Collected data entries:
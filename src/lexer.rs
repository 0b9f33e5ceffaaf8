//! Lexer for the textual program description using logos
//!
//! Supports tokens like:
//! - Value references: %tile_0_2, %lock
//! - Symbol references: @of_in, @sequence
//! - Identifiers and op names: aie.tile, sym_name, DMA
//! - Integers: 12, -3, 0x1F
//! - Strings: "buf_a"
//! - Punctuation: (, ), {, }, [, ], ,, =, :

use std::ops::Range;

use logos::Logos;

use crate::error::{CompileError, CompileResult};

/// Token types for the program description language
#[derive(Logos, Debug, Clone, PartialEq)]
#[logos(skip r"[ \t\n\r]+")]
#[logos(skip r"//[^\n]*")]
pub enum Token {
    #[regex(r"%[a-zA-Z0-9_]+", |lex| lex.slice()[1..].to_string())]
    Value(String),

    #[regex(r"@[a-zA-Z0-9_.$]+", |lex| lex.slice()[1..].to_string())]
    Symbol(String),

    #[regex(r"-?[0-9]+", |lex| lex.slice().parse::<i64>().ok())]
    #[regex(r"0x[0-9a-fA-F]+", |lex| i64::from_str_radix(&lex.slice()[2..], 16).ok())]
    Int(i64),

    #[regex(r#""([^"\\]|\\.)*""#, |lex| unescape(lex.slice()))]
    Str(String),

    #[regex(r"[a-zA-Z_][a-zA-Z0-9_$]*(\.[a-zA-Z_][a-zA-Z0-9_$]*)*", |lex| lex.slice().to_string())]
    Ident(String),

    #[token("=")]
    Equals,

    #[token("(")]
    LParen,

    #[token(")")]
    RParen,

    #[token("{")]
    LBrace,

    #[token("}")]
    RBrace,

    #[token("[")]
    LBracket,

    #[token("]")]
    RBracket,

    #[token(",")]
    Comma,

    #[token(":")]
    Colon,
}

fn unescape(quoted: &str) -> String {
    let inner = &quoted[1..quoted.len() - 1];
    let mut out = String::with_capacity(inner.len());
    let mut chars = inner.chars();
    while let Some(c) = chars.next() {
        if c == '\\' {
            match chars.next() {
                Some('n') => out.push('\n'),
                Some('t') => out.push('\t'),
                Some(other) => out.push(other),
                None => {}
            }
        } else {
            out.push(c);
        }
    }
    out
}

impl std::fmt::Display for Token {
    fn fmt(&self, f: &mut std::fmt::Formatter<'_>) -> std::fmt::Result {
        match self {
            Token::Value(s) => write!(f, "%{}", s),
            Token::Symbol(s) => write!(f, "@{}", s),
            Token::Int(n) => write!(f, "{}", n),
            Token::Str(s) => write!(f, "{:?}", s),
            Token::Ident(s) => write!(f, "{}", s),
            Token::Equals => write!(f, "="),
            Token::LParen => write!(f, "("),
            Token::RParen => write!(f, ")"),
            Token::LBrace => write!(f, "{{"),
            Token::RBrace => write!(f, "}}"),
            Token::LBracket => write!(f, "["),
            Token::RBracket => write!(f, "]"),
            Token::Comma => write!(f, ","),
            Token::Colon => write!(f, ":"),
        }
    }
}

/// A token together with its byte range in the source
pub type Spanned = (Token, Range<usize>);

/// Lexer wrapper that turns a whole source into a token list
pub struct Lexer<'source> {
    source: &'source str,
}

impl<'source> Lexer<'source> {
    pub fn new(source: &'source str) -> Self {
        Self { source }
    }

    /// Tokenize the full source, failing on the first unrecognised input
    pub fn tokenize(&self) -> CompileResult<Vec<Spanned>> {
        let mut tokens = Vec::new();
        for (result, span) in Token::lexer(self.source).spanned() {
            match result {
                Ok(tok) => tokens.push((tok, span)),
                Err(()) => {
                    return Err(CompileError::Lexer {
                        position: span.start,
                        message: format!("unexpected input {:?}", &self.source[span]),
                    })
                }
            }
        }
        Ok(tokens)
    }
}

==

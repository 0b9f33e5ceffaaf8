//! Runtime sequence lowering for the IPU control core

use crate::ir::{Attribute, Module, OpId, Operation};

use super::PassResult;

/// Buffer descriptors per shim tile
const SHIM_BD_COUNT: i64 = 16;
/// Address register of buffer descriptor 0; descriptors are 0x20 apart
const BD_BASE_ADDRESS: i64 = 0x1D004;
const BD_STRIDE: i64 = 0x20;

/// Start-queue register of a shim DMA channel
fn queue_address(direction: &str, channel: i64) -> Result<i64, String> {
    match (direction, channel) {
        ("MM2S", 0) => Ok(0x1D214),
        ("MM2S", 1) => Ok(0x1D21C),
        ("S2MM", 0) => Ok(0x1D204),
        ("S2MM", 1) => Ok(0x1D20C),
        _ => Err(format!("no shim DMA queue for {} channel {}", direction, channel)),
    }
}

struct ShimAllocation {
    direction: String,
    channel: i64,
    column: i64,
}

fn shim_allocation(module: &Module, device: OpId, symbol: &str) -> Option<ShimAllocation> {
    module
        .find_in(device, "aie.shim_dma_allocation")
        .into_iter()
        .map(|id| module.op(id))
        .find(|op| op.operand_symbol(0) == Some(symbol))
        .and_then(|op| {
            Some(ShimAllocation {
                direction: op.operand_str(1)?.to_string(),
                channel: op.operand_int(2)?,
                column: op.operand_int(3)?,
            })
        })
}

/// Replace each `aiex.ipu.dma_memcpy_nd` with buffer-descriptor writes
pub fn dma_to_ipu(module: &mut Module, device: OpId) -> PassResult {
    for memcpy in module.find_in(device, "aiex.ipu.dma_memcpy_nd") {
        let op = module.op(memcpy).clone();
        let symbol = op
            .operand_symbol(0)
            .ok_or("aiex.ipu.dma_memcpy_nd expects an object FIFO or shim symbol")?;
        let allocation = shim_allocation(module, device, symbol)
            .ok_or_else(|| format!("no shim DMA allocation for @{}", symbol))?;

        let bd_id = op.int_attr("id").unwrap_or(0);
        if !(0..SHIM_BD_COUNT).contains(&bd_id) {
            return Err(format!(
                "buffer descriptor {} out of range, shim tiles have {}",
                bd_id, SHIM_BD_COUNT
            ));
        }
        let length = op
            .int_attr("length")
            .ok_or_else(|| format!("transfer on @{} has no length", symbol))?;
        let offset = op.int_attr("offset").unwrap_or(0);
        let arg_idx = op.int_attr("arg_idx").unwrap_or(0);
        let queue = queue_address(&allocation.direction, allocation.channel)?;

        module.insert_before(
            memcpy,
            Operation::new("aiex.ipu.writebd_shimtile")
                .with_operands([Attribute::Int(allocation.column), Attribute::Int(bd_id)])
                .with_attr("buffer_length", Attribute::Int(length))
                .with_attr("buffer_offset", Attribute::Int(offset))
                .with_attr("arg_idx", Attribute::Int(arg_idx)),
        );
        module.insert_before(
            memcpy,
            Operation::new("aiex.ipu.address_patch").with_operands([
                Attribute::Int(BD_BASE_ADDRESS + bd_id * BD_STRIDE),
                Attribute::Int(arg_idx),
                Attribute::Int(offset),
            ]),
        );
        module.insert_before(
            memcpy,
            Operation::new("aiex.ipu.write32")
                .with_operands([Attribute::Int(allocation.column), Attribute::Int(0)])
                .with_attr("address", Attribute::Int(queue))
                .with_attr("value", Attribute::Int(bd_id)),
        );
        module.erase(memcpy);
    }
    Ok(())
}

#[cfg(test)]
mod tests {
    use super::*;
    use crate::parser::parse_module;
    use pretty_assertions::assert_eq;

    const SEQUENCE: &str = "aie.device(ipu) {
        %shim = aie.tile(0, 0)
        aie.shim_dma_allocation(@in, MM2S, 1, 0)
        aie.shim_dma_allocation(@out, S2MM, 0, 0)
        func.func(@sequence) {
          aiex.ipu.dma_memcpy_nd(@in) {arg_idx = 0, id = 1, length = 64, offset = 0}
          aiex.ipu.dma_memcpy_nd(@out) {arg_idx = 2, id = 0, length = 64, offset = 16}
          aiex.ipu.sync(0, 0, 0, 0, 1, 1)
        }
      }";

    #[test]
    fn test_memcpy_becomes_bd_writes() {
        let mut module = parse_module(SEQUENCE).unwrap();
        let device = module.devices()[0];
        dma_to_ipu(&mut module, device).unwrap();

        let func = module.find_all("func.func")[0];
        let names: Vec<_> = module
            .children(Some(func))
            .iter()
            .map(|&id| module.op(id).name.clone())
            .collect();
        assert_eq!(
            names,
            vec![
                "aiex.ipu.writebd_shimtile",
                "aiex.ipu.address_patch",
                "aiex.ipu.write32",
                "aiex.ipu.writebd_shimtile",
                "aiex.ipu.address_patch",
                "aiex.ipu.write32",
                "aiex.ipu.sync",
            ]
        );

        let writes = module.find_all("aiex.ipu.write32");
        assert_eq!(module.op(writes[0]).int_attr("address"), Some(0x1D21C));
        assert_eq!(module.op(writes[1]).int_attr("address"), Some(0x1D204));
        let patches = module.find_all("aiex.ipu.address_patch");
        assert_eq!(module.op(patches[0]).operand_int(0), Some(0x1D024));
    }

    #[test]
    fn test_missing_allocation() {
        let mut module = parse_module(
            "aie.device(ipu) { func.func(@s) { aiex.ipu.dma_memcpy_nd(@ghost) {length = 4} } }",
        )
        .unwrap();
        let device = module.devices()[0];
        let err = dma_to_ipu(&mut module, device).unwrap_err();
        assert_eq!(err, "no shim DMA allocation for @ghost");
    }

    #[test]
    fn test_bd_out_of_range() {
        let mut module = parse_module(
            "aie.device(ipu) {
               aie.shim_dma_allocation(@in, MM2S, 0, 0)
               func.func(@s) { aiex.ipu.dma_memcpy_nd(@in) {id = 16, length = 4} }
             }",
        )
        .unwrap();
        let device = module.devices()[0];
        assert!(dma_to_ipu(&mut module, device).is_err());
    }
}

...

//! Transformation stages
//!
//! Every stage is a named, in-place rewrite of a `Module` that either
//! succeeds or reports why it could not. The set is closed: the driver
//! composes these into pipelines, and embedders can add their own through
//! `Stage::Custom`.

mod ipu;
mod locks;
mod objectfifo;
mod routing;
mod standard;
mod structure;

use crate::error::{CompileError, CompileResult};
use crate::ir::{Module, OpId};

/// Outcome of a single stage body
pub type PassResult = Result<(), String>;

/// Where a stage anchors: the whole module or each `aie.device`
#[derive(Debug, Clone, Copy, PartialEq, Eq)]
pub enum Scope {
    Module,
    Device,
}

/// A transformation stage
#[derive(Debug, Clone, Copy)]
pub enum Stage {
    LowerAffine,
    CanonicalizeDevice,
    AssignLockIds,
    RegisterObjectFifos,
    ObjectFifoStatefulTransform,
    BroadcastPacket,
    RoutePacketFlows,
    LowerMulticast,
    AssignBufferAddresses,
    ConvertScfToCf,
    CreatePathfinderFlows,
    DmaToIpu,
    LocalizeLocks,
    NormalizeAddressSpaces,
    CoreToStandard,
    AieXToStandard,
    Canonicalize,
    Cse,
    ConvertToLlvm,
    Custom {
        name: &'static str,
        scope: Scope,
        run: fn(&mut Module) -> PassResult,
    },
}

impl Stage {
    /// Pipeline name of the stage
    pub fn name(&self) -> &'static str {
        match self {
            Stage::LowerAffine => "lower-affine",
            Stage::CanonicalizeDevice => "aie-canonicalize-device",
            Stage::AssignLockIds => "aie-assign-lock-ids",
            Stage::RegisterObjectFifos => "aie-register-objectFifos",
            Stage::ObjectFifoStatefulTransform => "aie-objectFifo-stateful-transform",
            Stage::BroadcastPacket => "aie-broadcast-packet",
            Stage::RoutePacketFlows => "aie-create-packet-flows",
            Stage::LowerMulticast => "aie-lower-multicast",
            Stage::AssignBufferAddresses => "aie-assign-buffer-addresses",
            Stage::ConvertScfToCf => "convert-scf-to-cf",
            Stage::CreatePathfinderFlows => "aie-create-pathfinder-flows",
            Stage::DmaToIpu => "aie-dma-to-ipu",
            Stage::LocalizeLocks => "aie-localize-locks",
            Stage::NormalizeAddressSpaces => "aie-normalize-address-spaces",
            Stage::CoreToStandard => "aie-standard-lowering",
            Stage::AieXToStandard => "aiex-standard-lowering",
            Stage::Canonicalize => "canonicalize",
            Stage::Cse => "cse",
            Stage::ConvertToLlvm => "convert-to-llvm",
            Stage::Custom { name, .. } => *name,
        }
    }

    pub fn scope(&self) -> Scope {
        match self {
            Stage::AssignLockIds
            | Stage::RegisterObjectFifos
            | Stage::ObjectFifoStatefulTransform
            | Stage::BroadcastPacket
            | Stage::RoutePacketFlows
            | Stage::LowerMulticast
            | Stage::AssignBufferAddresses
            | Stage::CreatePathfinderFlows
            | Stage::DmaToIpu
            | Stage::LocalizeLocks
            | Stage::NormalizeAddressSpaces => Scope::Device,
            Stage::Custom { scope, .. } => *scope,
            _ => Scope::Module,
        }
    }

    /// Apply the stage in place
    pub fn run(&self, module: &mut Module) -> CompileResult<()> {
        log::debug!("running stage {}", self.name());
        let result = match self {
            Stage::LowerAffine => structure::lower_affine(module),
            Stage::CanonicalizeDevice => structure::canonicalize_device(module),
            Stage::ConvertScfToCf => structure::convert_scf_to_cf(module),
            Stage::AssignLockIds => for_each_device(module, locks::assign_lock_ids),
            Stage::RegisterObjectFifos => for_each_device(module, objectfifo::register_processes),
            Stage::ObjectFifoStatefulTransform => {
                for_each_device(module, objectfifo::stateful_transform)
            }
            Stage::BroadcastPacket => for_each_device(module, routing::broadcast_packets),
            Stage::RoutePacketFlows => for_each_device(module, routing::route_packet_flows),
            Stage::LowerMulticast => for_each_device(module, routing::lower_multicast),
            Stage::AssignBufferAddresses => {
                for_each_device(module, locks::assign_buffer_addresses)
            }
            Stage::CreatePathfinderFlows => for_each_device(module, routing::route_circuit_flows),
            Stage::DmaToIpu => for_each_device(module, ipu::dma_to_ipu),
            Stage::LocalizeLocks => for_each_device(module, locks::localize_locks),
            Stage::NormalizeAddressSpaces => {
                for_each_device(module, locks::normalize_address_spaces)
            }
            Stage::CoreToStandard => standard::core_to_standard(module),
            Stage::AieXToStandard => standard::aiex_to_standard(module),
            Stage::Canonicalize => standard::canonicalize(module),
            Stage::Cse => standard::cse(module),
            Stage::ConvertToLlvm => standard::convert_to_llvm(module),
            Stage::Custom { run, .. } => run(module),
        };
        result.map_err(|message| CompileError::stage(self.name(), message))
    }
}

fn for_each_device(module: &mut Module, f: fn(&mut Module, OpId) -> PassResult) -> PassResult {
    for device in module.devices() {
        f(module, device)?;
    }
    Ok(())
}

Task requirements — Pull together all lines from the data that mention the word "return".

Response —
                    return Err(CompileError::Lexer {
            return Err(format!(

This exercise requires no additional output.